Exercise goal: Each line of the data below from the one holding "status: 404, .." to the one holding "use serde_json::Value;", inclusive, is to be reproduced exactly; no other line belongs in the answer.

*** Block opens ***

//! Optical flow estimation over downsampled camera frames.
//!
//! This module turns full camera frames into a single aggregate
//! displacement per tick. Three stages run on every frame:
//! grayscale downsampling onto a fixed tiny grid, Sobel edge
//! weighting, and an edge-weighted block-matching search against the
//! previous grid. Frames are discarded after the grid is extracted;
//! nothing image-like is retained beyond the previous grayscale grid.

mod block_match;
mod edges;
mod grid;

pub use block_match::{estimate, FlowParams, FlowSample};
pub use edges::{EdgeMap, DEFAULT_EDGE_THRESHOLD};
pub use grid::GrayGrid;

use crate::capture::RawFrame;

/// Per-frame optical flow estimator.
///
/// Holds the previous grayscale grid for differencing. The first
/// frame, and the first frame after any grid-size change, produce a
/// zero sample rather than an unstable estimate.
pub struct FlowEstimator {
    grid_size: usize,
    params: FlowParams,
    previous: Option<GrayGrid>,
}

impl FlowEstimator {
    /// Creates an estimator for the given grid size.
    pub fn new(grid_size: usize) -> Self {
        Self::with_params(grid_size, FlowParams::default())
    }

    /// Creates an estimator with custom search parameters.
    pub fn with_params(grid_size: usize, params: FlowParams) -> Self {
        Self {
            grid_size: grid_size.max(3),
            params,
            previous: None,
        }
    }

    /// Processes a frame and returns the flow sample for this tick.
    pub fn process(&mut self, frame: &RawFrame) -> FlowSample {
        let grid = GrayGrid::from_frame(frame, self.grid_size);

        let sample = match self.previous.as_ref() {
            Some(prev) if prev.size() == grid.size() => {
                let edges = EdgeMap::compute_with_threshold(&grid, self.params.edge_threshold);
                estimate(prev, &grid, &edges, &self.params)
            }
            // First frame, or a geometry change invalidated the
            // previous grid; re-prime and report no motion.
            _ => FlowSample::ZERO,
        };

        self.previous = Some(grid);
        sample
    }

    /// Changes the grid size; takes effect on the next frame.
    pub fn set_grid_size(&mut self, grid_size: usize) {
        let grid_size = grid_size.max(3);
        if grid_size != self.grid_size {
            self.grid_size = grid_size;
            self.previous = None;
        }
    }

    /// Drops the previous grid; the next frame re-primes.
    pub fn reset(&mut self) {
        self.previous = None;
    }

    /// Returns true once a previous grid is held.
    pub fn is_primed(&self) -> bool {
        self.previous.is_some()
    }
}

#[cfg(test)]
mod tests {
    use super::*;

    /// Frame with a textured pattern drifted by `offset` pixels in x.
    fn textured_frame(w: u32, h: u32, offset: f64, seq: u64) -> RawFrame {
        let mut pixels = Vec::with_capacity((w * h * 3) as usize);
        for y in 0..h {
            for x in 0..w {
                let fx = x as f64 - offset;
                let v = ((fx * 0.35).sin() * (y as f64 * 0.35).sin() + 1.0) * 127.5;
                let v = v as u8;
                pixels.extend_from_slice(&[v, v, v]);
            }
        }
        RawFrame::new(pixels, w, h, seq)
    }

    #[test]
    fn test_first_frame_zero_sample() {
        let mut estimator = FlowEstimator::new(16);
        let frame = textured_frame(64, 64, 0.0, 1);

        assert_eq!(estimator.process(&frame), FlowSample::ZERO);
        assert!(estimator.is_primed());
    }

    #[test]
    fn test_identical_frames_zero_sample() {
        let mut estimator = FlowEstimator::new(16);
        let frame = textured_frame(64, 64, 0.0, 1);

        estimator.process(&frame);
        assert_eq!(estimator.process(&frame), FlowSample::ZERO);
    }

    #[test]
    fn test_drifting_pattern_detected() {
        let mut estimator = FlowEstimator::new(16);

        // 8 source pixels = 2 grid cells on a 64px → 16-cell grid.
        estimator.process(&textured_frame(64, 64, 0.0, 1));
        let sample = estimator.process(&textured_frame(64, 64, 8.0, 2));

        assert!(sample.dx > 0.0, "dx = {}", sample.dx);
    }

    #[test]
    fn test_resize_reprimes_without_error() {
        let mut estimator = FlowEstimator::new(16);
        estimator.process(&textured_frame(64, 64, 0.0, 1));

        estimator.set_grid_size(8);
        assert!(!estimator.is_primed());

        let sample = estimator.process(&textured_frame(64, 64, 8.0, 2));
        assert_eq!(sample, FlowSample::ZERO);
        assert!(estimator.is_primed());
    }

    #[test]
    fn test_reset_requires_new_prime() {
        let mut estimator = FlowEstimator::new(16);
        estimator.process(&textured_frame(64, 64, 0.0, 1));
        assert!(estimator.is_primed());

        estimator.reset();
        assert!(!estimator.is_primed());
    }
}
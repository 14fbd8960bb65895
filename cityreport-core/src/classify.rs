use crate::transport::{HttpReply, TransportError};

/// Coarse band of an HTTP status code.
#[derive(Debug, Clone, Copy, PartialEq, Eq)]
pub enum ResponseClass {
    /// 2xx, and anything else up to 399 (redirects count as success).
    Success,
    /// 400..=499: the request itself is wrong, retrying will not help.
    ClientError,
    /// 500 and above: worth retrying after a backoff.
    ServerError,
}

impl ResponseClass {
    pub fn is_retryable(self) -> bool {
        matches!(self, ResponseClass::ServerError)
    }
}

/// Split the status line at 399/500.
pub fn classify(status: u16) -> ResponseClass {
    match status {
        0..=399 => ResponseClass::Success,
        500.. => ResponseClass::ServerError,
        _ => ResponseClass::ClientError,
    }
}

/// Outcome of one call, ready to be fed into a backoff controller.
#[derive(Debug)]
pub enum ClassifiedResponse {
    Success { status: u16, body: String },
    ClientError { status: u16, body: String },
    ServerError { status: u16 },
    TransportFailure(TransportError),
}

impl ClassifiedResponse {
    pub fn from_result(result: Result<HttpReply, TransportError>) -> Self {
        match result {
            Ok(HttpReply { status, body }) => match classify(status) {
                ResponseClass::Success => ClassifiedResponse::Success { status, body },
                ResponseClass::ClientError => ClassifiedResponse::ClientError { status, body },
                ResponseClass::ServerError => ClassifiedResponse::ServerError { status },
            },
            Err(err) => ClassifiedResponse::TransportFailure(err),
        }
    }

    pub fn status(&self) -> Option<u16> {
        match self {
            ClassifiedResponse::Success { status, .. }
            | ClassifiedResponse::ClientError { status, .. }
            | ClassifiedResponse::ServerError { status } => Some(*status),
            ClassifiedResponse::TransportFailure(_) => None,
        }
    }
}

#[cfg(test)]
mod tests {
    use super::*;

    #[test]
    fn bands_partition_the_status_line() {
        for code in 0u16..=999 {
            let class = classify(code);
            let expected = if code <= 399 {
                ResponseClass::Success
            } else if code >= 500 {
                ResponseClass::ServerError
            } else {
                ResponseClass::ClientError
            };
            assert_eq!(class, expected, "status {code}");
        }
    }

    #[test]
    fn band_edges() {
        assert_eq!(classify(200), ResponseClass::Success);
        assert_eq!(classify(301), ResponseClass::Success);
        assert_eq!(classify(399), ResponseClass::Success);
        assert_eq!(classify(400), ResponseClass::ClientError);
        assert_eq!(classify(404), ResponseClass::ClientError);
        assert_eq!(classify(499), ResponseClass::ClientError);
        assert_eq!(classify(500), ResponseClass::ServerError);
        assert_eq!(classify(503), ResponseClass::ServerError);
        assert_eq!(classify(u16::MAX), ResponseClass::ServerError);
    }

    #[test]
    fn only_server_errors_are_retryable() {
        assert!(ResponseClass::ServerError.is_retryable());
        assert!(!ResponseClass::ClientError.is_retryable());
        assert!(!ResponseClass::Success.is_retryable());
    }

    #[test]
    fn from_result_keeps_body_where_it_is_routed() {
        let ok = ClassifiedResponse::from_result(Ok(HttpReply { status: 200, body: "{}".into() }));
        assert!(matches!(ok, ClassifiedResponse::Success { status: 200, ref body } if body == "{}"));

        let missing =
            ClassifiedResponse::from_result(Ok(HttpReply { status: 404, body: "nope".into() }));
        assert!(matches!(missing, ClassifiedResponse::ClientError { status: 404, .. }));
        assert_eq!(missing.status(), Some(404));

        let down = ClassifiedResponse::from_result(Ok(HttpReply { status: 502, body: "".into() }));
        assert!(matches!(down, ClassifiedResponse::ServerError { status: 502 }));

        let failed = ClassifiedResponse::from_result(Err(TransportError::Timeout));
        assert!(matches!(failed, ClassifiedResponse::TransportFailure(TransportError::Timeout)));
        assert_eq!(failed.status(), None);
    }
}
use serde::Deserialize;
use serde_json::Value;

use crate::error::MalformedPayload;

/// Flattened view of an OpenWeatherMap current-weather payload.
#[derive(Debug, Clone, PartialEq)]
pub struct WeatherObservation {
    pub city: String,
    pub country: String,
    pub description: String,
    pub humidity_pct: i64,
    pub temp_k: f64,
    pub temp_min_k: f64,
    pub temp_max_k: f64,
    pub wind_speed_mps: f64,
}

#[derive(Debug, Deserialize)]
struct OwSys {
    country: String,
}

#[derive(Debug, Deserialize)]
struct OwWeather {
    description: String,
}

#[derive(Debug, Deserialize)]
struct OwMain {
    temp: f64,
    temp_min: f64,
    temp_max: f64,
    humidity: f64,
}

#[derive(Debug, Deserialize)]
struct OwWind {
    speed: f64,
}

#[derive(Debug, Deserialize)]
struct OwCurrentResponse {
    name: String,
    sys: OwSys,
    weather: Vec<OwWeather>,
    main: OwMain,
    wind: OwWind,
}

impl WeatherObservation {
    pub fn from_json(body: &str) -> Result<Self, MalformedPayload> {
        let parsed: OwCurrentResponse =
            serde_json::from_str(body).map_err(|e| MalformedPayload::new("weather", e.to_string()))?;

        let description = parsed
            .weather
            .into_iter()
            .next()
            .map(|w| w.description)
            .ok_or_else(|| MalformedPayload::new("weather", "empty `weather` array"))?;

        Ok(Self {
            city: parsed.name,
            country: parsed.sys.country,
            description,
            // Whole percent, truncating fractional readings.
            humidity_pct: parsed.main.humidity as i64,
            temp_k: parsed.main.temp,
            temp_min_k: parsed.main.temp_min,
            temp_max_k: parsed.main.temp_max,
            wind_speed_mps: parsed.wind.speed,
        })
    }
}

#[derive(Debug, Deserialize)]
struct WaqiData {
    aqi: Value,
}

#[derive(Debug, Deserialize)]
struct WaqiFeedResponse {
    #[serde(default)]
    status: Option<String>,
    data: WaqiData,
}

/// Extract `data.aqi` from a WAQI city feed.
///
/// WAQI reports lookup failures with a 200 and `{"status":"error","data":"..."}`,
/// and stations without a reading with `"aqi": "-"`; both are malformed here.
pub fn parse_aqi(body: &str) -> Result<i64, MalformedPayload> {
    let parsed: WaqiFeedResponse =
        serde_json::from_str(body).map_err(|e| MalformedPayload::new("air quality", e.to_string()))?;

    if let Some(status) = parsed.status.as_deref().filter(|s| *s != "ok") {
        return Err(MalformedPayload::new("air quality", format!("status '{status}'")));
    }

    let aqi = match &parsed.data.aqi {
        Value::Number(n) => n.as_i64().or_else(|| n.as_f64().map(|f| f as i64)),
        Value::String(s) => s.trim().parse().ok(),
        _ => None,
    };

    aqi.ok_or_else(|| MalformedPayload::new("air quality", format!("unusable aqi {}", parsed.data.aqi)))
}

*** Block closes ***
*** Block opens ***

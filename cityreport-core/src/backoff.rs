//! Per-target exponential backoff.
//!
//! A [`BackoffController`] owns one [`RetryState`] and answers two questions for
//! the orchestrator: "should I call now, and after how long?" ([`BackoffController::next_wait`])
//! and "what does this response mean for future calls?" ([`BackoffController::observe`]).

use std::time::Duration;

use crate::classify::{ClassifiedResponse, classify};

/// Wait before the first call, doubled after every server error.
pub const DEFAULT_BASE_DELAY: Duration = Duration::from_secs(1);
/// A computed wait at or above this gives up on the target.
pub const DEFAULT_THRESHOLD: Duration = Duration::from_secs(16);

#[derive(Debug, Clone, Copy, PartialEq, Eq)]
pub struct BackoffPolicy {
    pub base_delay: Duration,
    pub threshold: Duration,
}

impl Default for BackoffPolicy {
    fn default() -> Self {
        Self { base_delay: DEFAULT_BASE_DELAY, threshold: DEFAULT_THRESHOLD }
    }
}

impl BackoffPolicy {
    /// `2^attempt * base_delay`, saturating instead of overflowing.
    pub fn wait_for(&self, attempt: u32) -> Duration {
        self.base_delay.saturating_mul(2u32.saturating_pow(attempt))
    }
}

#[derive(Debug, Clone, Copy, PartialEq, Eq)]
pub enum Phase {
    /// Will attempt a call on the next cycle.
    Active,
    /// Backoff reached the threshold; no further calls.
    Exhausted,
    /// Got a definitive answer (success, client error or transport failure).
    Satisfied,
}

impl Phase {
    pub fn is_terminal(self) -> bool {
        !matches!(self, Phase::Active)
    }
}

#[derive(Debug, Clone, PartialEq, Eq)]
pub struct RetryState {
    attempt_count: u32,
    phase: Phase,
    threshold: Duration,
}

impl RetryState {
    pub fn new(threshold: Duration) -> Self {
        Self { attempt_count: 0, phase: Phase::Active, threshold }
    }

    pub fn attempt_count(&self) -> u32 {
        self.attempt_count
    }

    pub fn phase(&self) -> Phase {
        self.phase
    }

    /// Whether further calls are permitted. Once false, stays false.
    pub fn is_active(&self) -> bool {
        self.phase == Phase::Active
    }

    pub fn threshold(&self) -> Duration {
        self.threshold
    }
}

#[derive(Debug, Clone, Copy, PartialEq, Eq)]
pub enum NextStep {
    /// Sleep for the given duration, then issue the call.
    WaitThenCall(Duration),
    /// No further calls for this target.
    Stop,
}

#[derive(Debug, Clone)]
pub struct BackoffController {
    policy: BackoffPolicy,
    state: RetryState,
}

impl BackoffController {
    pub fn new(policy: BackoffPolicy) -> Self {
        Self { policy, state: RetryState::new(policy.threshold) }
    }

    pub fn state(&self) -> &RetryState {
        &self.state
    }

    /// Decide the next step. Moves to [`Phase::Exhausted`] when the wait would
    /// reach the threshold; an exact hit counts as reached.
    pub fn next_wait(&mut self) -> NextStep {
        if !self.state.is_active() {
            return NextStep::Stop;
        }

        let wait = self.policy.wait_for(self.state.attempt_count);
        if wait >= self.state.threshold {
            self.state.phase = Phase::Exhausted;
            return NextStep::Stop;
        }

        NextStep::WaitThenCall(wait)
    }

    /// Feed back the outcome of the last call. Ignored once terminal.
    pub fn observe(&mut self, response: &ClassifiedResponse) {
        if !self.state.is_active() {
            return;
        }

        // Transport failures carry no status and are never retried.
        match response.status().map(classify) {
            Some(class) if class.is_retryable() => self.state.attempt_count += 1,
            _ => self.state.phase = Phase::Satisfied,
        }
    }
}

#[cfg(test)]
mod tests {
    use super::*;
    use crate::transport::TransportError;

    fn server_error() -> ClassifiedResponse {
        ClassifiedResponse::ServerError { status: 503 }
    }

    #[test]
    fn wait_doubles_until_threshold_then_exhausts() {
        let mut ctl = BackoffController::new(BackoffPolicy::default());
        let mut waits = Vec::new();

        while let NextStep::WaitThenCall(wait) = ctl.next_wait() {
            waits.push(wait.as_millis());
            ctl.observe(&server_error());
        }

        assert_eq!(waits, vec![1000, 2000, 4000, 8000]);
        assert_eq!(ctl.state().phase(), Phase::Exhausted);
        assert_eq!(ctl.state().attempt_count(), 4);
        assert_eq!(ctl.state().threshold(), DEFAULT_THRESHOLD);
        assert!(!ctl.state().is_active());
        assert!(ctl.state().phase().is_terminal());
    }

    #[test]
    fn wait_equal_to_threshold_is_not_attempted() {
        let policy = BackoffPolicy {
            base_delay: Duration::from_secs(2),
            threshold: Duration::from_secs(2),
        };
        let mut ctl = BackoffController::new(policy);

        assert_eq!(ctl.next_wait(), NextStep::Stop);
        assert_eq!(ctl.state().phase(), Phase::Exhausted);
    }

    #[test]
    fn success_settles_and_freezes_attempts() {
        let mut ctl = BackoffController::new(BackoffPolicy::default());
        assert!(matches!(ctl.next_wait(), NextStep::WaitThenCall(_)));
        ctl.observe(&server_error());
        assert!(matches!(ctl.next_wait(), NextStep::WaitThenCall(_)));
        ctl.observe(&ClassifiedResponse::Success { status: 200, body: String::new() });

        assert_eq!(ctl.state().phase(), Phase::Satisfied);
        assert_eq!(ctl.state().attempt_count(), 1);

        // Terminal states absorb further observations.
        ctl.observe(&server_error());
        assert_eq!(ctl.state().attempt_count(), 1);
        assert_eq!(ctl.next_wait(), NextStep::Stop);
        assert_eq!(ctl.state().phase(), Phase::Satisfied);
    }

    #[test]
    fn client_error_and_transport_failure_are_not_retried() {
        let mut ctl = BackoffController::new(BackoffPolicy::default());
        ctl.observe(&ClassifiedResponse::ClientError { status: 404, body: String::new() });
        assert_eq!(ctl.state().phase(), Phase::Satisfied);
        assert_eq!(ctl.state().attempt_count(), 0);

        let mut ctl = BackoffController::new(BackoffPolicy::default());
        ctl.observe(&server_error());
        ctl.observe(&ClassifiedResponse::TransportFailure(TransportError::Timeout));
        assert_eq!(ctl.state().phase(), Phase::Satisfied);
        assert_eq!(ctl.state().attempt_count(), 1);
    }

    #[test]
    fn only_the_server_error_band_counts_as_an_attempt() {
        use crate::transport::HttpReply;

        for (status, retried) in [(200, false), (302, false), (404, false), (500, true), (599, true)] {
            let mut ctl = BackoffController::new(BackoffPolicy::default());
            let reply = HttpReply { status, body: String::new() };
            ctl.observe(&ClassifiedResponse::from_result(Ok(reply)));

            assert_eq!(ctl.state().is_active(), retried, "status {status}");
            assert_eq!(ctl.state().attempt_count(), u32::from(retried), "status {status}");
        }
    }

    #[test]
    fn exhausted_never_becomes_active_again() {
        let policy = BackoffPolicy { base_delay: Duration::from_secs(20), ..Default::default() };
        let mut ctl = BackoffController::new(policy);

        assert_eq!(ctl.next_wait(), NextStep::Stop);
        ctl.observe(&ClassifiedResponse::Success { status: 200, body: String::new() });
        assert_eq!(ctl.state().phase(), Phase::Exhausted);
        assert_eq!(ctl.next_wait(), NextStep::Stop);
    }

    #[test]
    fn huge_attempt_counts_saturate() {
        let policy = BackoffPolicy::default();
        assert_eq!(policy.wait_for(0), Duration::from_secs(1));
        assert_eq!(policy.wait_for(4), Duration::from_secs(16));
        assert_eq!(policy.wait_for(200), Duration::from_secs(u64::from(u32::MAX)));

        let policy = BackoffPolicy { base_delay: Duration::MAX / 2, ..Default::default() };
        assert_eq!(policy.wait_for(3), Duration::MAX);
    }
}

*** Block closes ***

Response box:
        assert!(matches!(missing, ClassifiedResponse::ClientError { status: 404, .. }));
        assert_eq!(missing.status(), Some(404));

        let down = ClassifiedResponse::from_result(Ok(HttpReply { status: 502, body: "".into() }));
        assert!(matches!(down, ClassifiedResponse::ServerError { status: 502 }));

        let failed = ClassifiedResponse::from_result(Err(TransportError::Timeout));
        assert!(matches!(failed, ClassifiedResponse::TransportFailure(TransportError::Timeout)));
        assert_eq!(failed.status(), None);
    }
}
use serde::Deserialize;
use serde_json::Value;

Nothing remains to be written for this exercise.